Saved entries
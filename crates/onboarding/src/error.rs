//! Unified error handling with Sentry integration.
//!
//! Form submissions report their own failures inline through
//! [`ghanovia_core::ActionOutcome`]. `AppError` covers everything outside
//! that contract: session store failures, unreachable dependencies and
//! malformed requests. Server errors are captured to Sentry before
//! responding.

use axum::{
    http::StatusCode,
    response::{IntoResponse, Response},
};
use thiserror::Error;

use crate::services::identity::ProviderError;

/// Application-level error type for the onboarding server.
#[derive(Debug, Error)]
pub enum AppError {
    /// Session store read or write failed.
    #[error("Session error: {0}")]
    Session(#[from] tower_sessions::session::Error),

    /// Identity provider failed outside an action (e.g. readiness).
    #[error("Identity provider error: {0}")]
    Provider(#[from] ProviderError),

    /// Bad request from client.
    #[error("Bad request: {0}")]
    BadRequest(String),

    /// Internal server error.
    #[error("Internal error: {0}")]
    Internal(String),
}

impl IntoResponse for AppError {
    fn into_response(self) -> Response {
        // Capture server errors to Sentry
        if matches!(self, Self::Session(_) | Self::Internal(_) | Self::Provider(_)) {
            let event_id = sentry::capture_error(&self);
            tracing::error!(
                error = %self,
                sentry_event_id = %event_id,
                "Request error"
            );
        }

        let status = match &self {
            Self::Session(_) | Self::Internal(_) => StatusCode::INTERNAL_SERVER_ERROR,
            Self::Provider(_) => StatusCode::BAD_GATEWAY,
            Self::BadRequest(_) => StatusCode::BAD_REQUEST,
        };

        // Don't expose internal error details to clients
        let message = match &self {
            Self::Session(_) | Self::Internal(_) => "Internal server error".to_string(),
            Self::Provider(_) => "Authentication service unavailable".to_string(),
            Self::BadRequest(_) => self.to_string(),
        };

        (status, message).into_response()
    }
}

/// Result type alias for `AppError`.
pub type Result<T> = std::result::Result<T, AppError>;

/// Set the Sentry user context from a user ID.
///
/// Only the opaque ID is attached; phone numbers stay out of error reports.
pub fn set_sentry_user(user_id: &impl ToString) {
    sentry::configure_scope(|scope| {
        scope.set_user(Some(sentry::User {
            id: Some(user_id.to_string()),
            ..Default::default()
        }));
    });
}

/// Clear the Sentry user context.
///
/// Call this on sign out to stop associating errors with the user.
pub fn clear_sentry_user() {
    sentry::configure_scope(|scope| {
        scope.set_user(None);
    });
}

/// Add a breadcrumb for user actions.
///
/// Breadcrumbs appear in Sentry error reports to show the trail of user actions
/// leading up to an error.
///
/// # Example
///
/// ```rust,ignore
/// add_breadcrumb("auth", "Sign up requested", Some(&[("role", "professional")]));
/// ```
pub fn add_breadcrumb(category: &str, message: &str, data: Option<&[(&str, &str)]>) {
    let mut breadcrumb = sentry::Breadcrumb {
        category: Some(category.to_string()),
        message: Some(message.to_string()),
        level: sentry::Level::Info,
        ..Default::default()
    };

    if let Some(pairs) = data {
        for (key, value) in pairs {
            breadcrumb.data.insert(
                (*key).to_string(),
                serde_json::Value::String((*value).to_string()),
            );
        }
    }

    sentry::add_breadcrumb(breadcrumb);
}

» **What you have to do**:
Repeat every entry exactly as written above.

» **Problem solution**:
filename crates/onboarding/src/error.rs
//! Unified error handling with Sentry integration.
//!
//! Form submissions report their own failures inline through
//! [`ghanovia_core::ActionOutcome`]. `AppError` covers everything outside
//! that contract: session store failures, unreachable dependencies and
//! malformed requests. Server errors are captured to Sentry before
//! responding.

use axum::{
    http::StatusCode,
    response::{IntoResponse, Response},
};
use thiserror::Error;

use crate::services::identity::ProviderError;

/// Application-level error type for the onboarding server.
#[derive(Debug, Error)]
pub enum AppError {
    /// Session store read or write failed.
    #[error("Session error: {0}")]
    Session(#[from] tower_sessions::session::Error),

    /// Identity provider failed outside an action (e.g. readiness).
    #[error("Identity provider error: {0}")]
    Provider(#[from] ProviderError),

    /// Bad request from client.
    #[error("Bad request: {0}")]
    BadRequest(String),

    /// Internal server error.
    #[error("Internal error: {0}")]
    Internal(String),
}

impl IntoResponse for AppError {
    fn into_response(self) -> Response {
        // Capture server errors to Sentry
        if matches!(self, Self::Session(_) | Self::Internal(_) | Self::Provider(_)) {
            let event_id = sentry::capture_error(&self);
            tracing::error!(
                error = %self,
                sentry_event_id = %event_id,
                "Request error"
            );
        }

        let status = match &self {
            Self::Session(_) | Self::Internal(_) => StatusCode::INTERNAL_SERVER_ERROR,
            Self::Provider(_) => StatusCode::BAD_GATEWAY,
            Self::BadRequest(_) => StatusCode::BAD_REQUEST,
        };

        // Don't expose internal error details to clients
        let message = match &self {
            Self::Session(_) | Self::Internal(_) => "Internal server error".to_string(),
            Self::Provider(_) => "Authentication service unavailable".to_string(),
            Self::BadRequest(_) => self.to_string(),
        };

        (status, message).into_response()
    }
}

/// Result type alias for `AppError`.
pub type Result<T> = std::result::Result<T, AppError>;

/// Set the Sentry user context from a user ID.
///
/// Only the opaque ID is attached; phone numbers stay out of error reports.
pub fn set_sentry_user(user_id: &impl ToString) {
    sentry::configure_scope(|scope| {
        scope.set_user(Some(sentry::User {
            id: Some(user_id.to_string()),
            ..Default::default()
        }));
    });
}

/// Clear the Sentry user context.
///
/// Call this on sign out to stop associating errors with the user.
pub fn clear_sentry_user() {
    sentry::configure_scope(|scope| {
        scope.set_user(None);
    });
}

/// Add a breadcrumb for user actions.
///
/// Breadcrumbs appear in Sentry error reports to show the trail of user actions
/// leading up to an error.
///
/// # Example
///
/// ```rust,ignore
/// add_breadcrumb("auth", "Sign up requested", Some(&[("role", "professional")]));
/// ```
pub fn add_breadcrumb(category: &str, message: &str, data: Option<&[(&str, &str)]>) {
    let mut breadcrumb = sentry::Breadcrumb {
        category: Some(category.to_string()),
        message: Some(message.to_string()),
        level: sentry::Level::Info,
        ..Default::default()
    };

    if let Some(pairs) = data {
        for (key, value) in pairs {
            breadcrumb.data.insert(
                (*key).to_string(),
                serde_json::Value::String((*value).to_string()),
            );
        }
    }

    sentry::add_breadcrumb(breadcrumb);
}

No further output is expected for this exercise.